2. Whether in the facts and circumstances of the case, the income received by the assessee charitable trust is hit by the provision of Section 11(4A) and
3. Whether the ratio of the Supreme Court’s judgment in the case of Thanthi Trust (246 ITR 785) is not squarely applicable to the facts and circumstances of the case? “
4. Even though the Tribunal had not given any finding as regards the primary purpose, yet, a reading of the order of the Income Tax Officer shows that the Officer had considered the clauses in the trust deed to arrive at the finding that the primary object of the Trust are charitable in nature and that the property given was impressed with the character of trust property. Having held so, the Officer, nevertheless, pointed out that there was no evidence to hold that the business of manufacture and sale of papercaps, carried on by the trust in the name of The National Papercaps Factory, was in the course of the actual carrying on of the primary objects; hence, the Trust was not entitled to claim exemption under Section 11 of the Income Tax Act. The Officer rejected the assessee’s reliance on the decision in Thiagarajar Charities (supra). With the finding of fact arrived at by the Officer that the primary purpose of the Trust was charitable in nature, in the face of Section 2(15) and Section 11(4A) read with Section 13(1)(bb) of the Income Tax Act, we have no hesitation in confirming the order of the Tribunal.
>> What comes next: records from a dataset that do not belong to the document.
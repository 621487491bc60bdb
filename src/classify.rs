//! Connection classifier.
//!
//! Groups a connection table snapshot into buckets keyed by remote endpoint
//! and connection state. Connections whose remote port lies in the dynamic
//! range (`>= 32768`) are most likely inbound connections to a local listener
//! or peers using ephemeral ports, so they are pooled into a single
//! [`OTHER_LABEL`] bucket instead of producing one bucket per peer port.
//!
//! # Example
//!
//! ```rust
//! use std::net::{IpAddr, Ipv4Addr};
//! use metrics_sidecar::classify::{classify, WellKnownPorts, OTHER_LABEL};
//! use metrics_sidecar::inspector::{ConnectionRecord, TcpState};
//!
//! let conn = ConnectionRecord {
//!     local_addr: IpAddr::V4(Ipv4Addr::new(10, 0, 0, 2)),
//!     local_port: 40100,
//!     remote_addr: IpAddr::V4(Ipv4Addr::new(10, 0, 0, 7)),
//!     remote_port: 443,
//!     state: TcpState::Established,
//! };
//! let usage = classify(&[conn], WellKnownPorts::standard());
//! assert_eq!(usage.count("10.0.0.7 [443:https]", "ESTABLISHED"), 1);
//! assert_eq!(usage.count(OTHER_LABEL, "ESTABLISHED"), 0);
//! ```

use std::collections::{BTreeMap, HashMap};
use std::sync::LazyLock;

use crate::inspector::ConnectionRecord;

/// Bucket label for connections to dynamic/ephemeral remote ports.
pub const OTHER_LABEL: &str = "OTHER";

/// First port of the dynamic range. Remote ports at or above it go to [`OTHER_LABEL`].
pub const EPHEMERAL_PORT_START: u16 = 32768;

/// Service name used when a remote port has no entry in the well-known port table.
pub const UNKNOWN_SERVICE: &str = "unknown";

/// Canonical TCP state names, indexed by kernel state code. Index 0 is unused.
pub const TCP_STATE_NAMES: [&str; 12] = [
    "",
    "ESTABLISHED",
    "SYN_SENT",
    "SYN_RECV",
    "FIN_WAIT1",
    "FIN_WAIT2",
    "TIME_WAIT",
    "CLOSE",
    "CLOSE_WAIT",
    "LAST_ACK",
    "LISTEN",
    "CLOSING",
];

static STANDARD_PORTS: LazyLock<WellKnownPorts> = LazyLock::new(|| {
    WellKnownPorts::from_iter([
        (20, "ftp-data"),
        (21, "ftp"),
        (22, "ssh"),
        (23, "telnet"),
        (25, "smtp"),
        (53, "domain"),
        (80, "http"),
        (110, "pop3"),
        (123, "ntp"),
        (143, "imap"),
        (389, "ldap"),
        (443, "https"),
        (465, "smtps"),
        (587, "submission"),
        (636, "ldaps"),
        (993, "imaps"),
        (995, "pop3s"),
        (1433, "ms-sql-s"),
        (1521, "oracle"),
        (2181, "zookeeper"),
        (2379, "etcd-client"),
        (2380, "etcd-server"),
        (3306, "mysql"),
        (5432, "postgresql"),
        (5672, "amqp"),
        (6379, "redis"),
        (6443, "kube-apiserver"),
        (8080, "http-alt"),
        (8443, "https-alt"),
        (9092, "kafka"),
        (9200, "elasticsearch"),
        (11211, "memcache"),
        (27017, "mongodb"),
    ])
});

/// Read-only mapping from port number to service name.
///
/// Only used to decorate labels.
#[derive(Debug, Clone, Default)]
pub struct WellKnownPorts(HashMap<u16, &'static str>);

impl WellKnownPorts {
    /// The built-in table, constructed once per process.
    pub fn standard() -> &'static WellKnownPorts {
        &STANDARD_PORTS
    }

    /// Service name for `port`, or [`UNKNOWN_SERVICE`].
    pub fn service_name(&self, port: u16) -> &'static str {
        self.0.get(&port).copied().unwrap_or(UNKNOWN_SERVICE)
    }
}

impl FromIterator<(u16, &'static str)> for WellKnownPorts {
    fn from_iter<I: IntoIterator<Item = (u16, &'static str)>>(iter: I) -> Self {
        Self(iter.into_iter().collect())
    }
}

/// Connection counts grouped by remote endpoint label and state name.
///
/// Always contains the [`OTHER_LABEL`] bucket, possibly empty. Iteration is
/// ordered by label and then by state name.
#[derive(Debug, Clone, PartialEq, Eq)]
pub struct PortUsage {
    groups: BTreeMap<String, BTreeMap<&'static str, u64>>,
}

impl Default for PortUsage {
    fn default() -> Self {
        let mut groups = BTreeMap::new();
        groups.insert(OTHER_LABEL.to_owned(), BTreeMap::new());
        Self { groups }
    }
}

impl PortUsage {
    fn increment(&mut self, label: String, state: &'static str) {
        *self.groups.entry(label).or_default().entry(state).or_default() += 1;
    }

    /// Count for a single `(label, state)` bucket; `0` if absent.
    pub fn count(&self, label: &str, state: &str) -> u64 {
        self.groups
            .get(label)
            .and_then(|states| states.get(state))
            .copied()
            .unwrap_or(0)
    }

    /// Sum of all bucket counts, i.e. the number of classified connections.
    pub fn total_used(&self) -> u64 {
        self.groups.values().flat_map(|states| states.values()).sum()
    }

    /// Per-state counts for a label.
    pub fn group(&self, label: &str) -> Option<&BTreeMap<&'static str, u64>> {
        self.groups.get(label)
    }

    /// Iterates over all `(label, state, count)` buckets.
    pub fn buckets(&self) -> impl Iterator<Item = (&str, &'static str, u64)> + '_ {
        self.groups.iter().flat_map(|(label, states)| {
            states
                .iter()
                .map(move |(state, count)| (label.as_str(), *state, *count))
        })
    }

    /// Number of distinct labels, including [`OTHER_LABEL`].
    pub fn label_count(&self) -> usize {
        self.groups.len()
    }
}

/// Builds the label for a connection to a remote port below [`EPHEMERAL_PORT_START`].
fn remote_label(conn: &ConnectionRecord, ports: &WellKnownPorts) -> String {
    format!(
        "{} [{}:{}]",
        conn.remote_addr,
        conn.remote_port,
        ports.service_name(conn.remote_port)
    )
}

/// Groups connections by remote endpoint and state.
///
/// Every connection lands in exactly one bucket, so
/// `classify(conns, ports).total_used() == conns.len()`.
pub fn classify(connections: &[ConnectionRecord], ports: &WellKnownPorts) -> PortUsage {
    let mut usage = PortUsage::default();

    for conn in connections {
        let state = conn.state.name();
        if conn.remote_port < EPHEMERAL_PORT_START {
            usage.increment(remote_label(conn, ports), state);
        } else {
            usage.increment(OTHER_LABEL.to_owned(), state);
        }
    }

    usage
}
5. We have already considered the issues raised herein in a similar order in CIT v. P. Iya Nadar Charitable Trust [Tax Case (Appeal) Nos. 259 to 261 of 2004, 987 to 991 of 2005, 1547 to 1549 of 2005 and 675 of 2008 by order dated 18.09.2012] and rejected the Revenue’s Tax Cases by applying the law declared by the Apex Court in the decision reported in Addl. CIT v. Surat Art Silk Cloth Manufacturers Association  121 ITR 1 and Thiagarajar Charities (supra) and we have distinguished the said case from the decision in Asstt. CIT v. Thanthi Trust  247 ITR 785.
6. Even though the Tribunal had not considered the issue as a final fact finding authority, with no disputes raised by the Revenue on the facts and on the facts admitted by the Assessing Officer, we have no hesitation in rejecting the Tax Cases preferred by the Revenue and confirming the order of the Tribunal.
In the result, these Tax Cases (Appeals) stand dismissed. No costs.